Daily Archives: October 14, 2009
This thread is interesting to me from the Rational Response Squad forums.
A user going by heel13, who is leaning toward atheism, has asked for one logical reason to believe atheism. Forty-six posts into the thread, and not one atheist has offered up a single logical reason to become an atheist. Instead, Lisa (EdwardNortonFan) sums up what they have been telling heel13:
The burden of proof is not on us atheists to disprove god’s existence; it is on those who believe he DOES exist. Atheism is a lack of belief in a god. It CAN mean denial of a god, but not necessarily. Either you believe or you don’t. Period. It’s that simple. If you don’t believe there is a god, then you are an atheist already. And to me, it seems you don’t.
It seemed so simple a question, now why can’t they do it? Is there any logical reason to become an atheist? Or, is it as I contend, a matter of emotion?
Vincent Skolny, guest poster at Unreasonable Faith, has made a rather fascinating post entitled “Christianity is Self-Projection as God.” In it, he rehashes the old argument that Christians pick and choose what they want to believe out of the Bible, and the result is:
. . . a rank and unique pride that claims a divine stamp of approval upon the Christian’s own life, while rejecting both all of the Bible that doesn’t appeal to her or his liking and the gods constructed by other Christians, reflecting other parts of the bible.

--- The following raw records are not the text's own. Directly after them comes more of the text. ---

//! Request fingerprints.
//!
//! Two requests that the upstream would answer identically must map to the
//! same fingerprint. The canonical form is
//!
//! ```text
//! METHOD \n PATH \n QUERY
//! ```
//!
//! where `METHOD` is upper-cased (`HEAD` folds into `GET`), `PATH` has
//! duplicate slashes collapsed, `.` and `..` segments resolved without
//! climbing above the root and no trailing slash, and `QUERY` holds the
//! non-ignored pairs sorted and form-encoded. The fingerprint is the
//! lowercase hex SHA-256 of that text.

use std::fmt;

use sha2::{Digest, Sha256};
use url::form_urlencoded;

/// Hex SHA-256 identifying a normalized request.
#[derive(Debug, Clone, PartialEq, Eq, Hash)]
pub struct Fingerprint(String);

impl Fingerprint {
    pub fn as_str(&self) -> &str {
        &self.0
    }
}

impl fmt::Display for Fingerprint {
    fn fmt(&self, f: &mut fmt::Formatter<'_>) -> fmt::Result {
        f.write_str(&self.0)
    }
}

impl AsRef<str> for Fingerprint {
    fn as_ref(&self) -> &str {
        &self.0
    }
}

/// A request reduced to the parts that select the upstream answer.
#[derive(Debug, Clone, PartialEq, Eq)]
pub struct NormalizedRequest {
    method: String,
    path: String,
    query: String,
}

impl NormalizedRequest {
    /// Normalize `method`, raw `path` and raw `query`, dropping query keys
    /// listed in `ignored`.
    pub fn new<S: AsRef<str>>(method: &str, path: &str, query: Option<&str>, ignored: &[S]) -> Self {
        let method = match method.trim().to_ascii_uppercase().as_str() {
            "HEAD" => "GET".to_string(),
            other => other.to_string(),
        };

        Self {
            method,
            path: normalize_path(path),
            query: normalize_query(query.unwrap_or_default(), ignored),
        }
    }

    pub fn method(&self) -> &str {
        &self.method
    }

    pub fn path(&self) -> &str {
        &self.path
    }

    pub fn query(&self) -> &str {
        &self.query
    }

    /// Canonical `path?query` forwarded upstream.
    pub fn path_and_query(&self) -> String {
        if self.query.is_empty() {
            self.path.clone()
        } else {
            format!("{}?{}", self.path, self.query)
        }
    }

    pub fn fingerprint(&self) -> Fingerprint {
        let mut hasher = Sha256::new();
        hasher.update(self.method.as_bytes());
        hasher.update(b"\n");
        hasher.update(self.path.as_bytes());
        hasher.update(b"\n");
        hasher.update(self.query.as_bytes());
        Fingerprint(hex::encode(hasher.finalize()))
    }
}

/// Whether `path` carries a `..` segment, plain or percent-encoded.
pub fn has_parent_segment(path: &str) -> bool {
    path.split(['/', '\\'])
        .any(|segment| dot_segment(segment) == Some(DotSegment::Parent))
}

#[derive(Debug, Clone, Copy, PartialEq, Eq)]
enum DotSegment {
    Current,
    Parent,
}

/// URL parsers treat `%2e` as a dot, so the encoded forms count too.
fn dot_segment(segment: &str) -> Option<DotSegment> {
    match segment.to_ascii_lowercase().replace("%2e", ".").as_str() {
        "." => Some(DotSegment::Current),
        ".." => Some(DotSegment::Parent),
        _ => None,
    }
}

fn normalize_path(path: &str) -> String {
    let mut segments: Vec<&str> = Vec::new();
    for segment in path.split(['/', '\\']).filter(|s| !s.is_empty()) {
        match dot_segment(segment) {
            Some(DotSegment::Current) => {}
            Some(DotSegment::Parent) => {
                segments.pop();
            }
            None => segments.push(segment),
        }
    }
    format!("/{}", segments.join("/"))
}

fn normalize_query<S: AsRef<str>>(query: &str, ignored: &[S]) -> String {
    let mut pairs: Vec<(String, String)> = form_urlencoded::parse(query.as_bytes())
        .filter(|(key, _)| !key.is_empty())
        .filter(|(key, _)| !ignored.iter().any(|i| i.as_ref() == key.as_ref()))
        .map(|(key, value)| (key.into_owned(), value.into_owned()))
        .collect();
    pairs.sort();

    form_urlencoded::Serializer::new(String::new())
        .extend_pairs(pairs)
        .finish()
}

#[cfg(test)]
mod tests {
    use super::*;

    const NONE: &[&str] = &[];

    fn fp(method: &str, path: &str, query: Option<&str>) -> Fingerprint {
        NormalizedRequest::new(method, path, query, NONE).fingerprint()
    }

    #[test]
    fn test_query_order_does_not_matter() {
        assert_eq!(
            fp("GET", "/getquote", Some("scripcode=500325&seg=eq")),
            fp("GET", "/getquote", Some("seg=eq&scripcode=500325")),
        );
    }

    #[test]
    fn test_path_normalization() {
        let canonical = fp("GET", "/market/quote", None);
        assert_eq!(fp("GET", "market/quote", None), canonical);
        assert_eq!(fp("GET", "//market///quote/", None), canonical);
        assert_eq!(NormalizedRequest::new("GET", "", None, NONE).path(), "/");
        assert_eq!(NormalizedRequest::new("GET", "///", None, NONE).path(), "/");
    }

    #[test]
    fn test_dot_segments_resolve() {
        let canonical = fp("GET", "/getquote", None);
        assert_eq!(fp("GET", "/quote/../getquote", None), canonical);
        assert_eq!(fp("GET", "/./getquote/.", None), canonical);
        assert_eq!(fp("GET", "/quote/%2E%2e/getquote", None), canonical);
        assert_eq!(fp("GET", "/quote\\..\\getquote", None), canonical);

        let escaped = NormalizedRequest::new("GET", "/../../secret", Some("a=1"), NONE);
        assert_eq!(escaped.path_and_query(), "/secret?a=1");
        assert_eq!(NormalizedRequest::new("GET", "/..", None, NONE).path(), "/");
        assert_eq!(NormalizedRequest::new("GET", "/a..b/.c", None, NONE).path(), "/a..b/.c");
    }

    #[test]
    fn test_parent_segment_detection() {
        assert!(has_parent_segment("/../secret"));
        assert!(has_parent_segment("/quote/%2e%2E/x"));
        assert!(has_parent_segment("/quote\\..\\x"));
        assert!(!has_parent_segment("/quote/./x"));
        assert!(!has_parent_segment("/a..b/..c"));
    }

    #[test]
    fn test_method_case_and_head() {
        let get = fp("GET", "/x", None);
        assert_eq!(fp("get", "/x", None), get);
        assert_eq!(fp("HEAD", "/x", None), get);
        assert_ne!(fp("POST", "/x", None), get);
    }

    #[test]
    fn test_ignored_params_dropped() {
        let ignored = ["_", "utm_source"];
        let a = NormalizedRequest::new("GET", "/q", Some("a=1&_=1712&utm_source=x"), &ignored[..]);
        let b = NormalizedRequest::new("GET", "/q", Some("a=1"), &ignored[..]);
        assert_eq!(a.fingerprint(), b.fingerprint());
        assert_eq!(a.path_and_query(), "/q?a=1");
    }

    #[test]
    fn test_distinct_values_distinct_fingerprints() {
        assert_ne!(fp("GET", "/q", Some("a=1")), fp("GET", "/q", Some("a=2")));
        assert_ne!(fp("GET", "/q", Some("a=1")), fp("GET", "/q", None));
        assert_ne!(fp("GET", "/a", None), fp("GET", "/b", None));
    }

    #[test]
    fn test_encoding_is_canonical() {
        let a = NormalizedRequest::new("GET", "/s", Some("name=tata%20motors&empty=&=orphan"), NONE);
        let b = NormalizedRequest::new("GET", "/s", Some("empty&name=tata+motors"), NONE);
        assert_eq!(a.query(), "empty=&name=tata+motors");
        assert_eq!(a.fingerprint(), b.fingerprint());
    }

    #[test]
    fn test_fingerprint_is_hex_sha256() {
        let f = fp("GET", "/", None);
        assert_eq!(f.as_str().len(), 64);
        assert!(f.as_str().chars().all(|c| c.is_ascii_hexdigit() && !c.is_ascii_uppercase()));
    }
}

It’s an arrogant syncretism of life and religion that we call Self-Projection as God (SPAG).
Of course, no examples are given (though judging by the article, he could have provided numerous examples).
Among biblical Christians, where is there disparity about the nature of God? I don’t see it. Yes, I see disparity in the God of Mormonism, the God of the Jehovah’s Witnesses, and the God of Fred Phelps, but those people are not biblical Christians. The problem is that atheism makes no distinction between biblical Christians and cults of Christianity. They see biblical Christians and cults of Christianity under the same flag, just different expressions.
True, good men of faith have disagreements about how much God allows and permits versus how much he decrees. Look at the arguments between myself and, for example, the poster going by A Helmet. The entire Protestant Reformation was over the sufficiency of grace and whether meritorious good works were also required (the Sacraments).
But the conception of God as Creator and Sustainer of the Universe has never been in disagreement. The basic attributes of God are common to all biblical Christians.
And just what are those basic attributes that no one disputes? God is a Trinity: Father, Son, and Holy Spirit. God created the Universe and sustains its existence. God created mankind in his image (not the other way around). God is omnipotent, omniscient, omnipresent, and eternal. He is necessary as opposed to contingent. God is sovereign over his creation, and is working a plan in creation for his own glorification, of which everyone plays an integral part. Biblical Christians, if I missed anything, leave it in the comments.
What the post reveals about the poster, however, is scary. It reveals his supreme close-mindedness, which is actually quite common among atheists. Take this, for example:
For a practical demonstration, just pick a pair of contrary or contradictory Bible verses that are on either side of a sensitive issue and ask a Christian what she or he thinks about them. The better you know the Bible and the Christian, the easier it will be to pick the appropriately contrary verses, but the result will always be the same: The Christian will start rationalizing and explaining the contradiction in a way that accommodates them to his or her own life.
Strip away the rhetoric, and what did Skolny say? The Bible has contradictions that can’t really be explained, so if you want to stump a Christian just pick an appropriate contradiction and ask him to explain it. He’ll rationalize it.
What Skolny is doing is assuming as a matter of course that the Bible has contradictions, and then making the further assumption that Christians lack awareness of Bible difficulties. I’ll grant him the latter, most Christians display a shocking lack of knowledge of the Bible. But the former is a little harder to prove, and I’ve seen many sites trying to do it without success.
Further, Skolny is effectively hardening his heart to any explanations that might be given about these alleged “contradictions” by dismissing them as “rationalizations” before he ever even hears them! This is the core of the issue I’ve seen with atheists. They believe that the Bible is bull without investigating the issue (they take the word of other atheists without consulting the other side) and they close their minds to any other explanation that doesn’t fit their worldview.
Isn’t this the same thing that they accuse us of doing?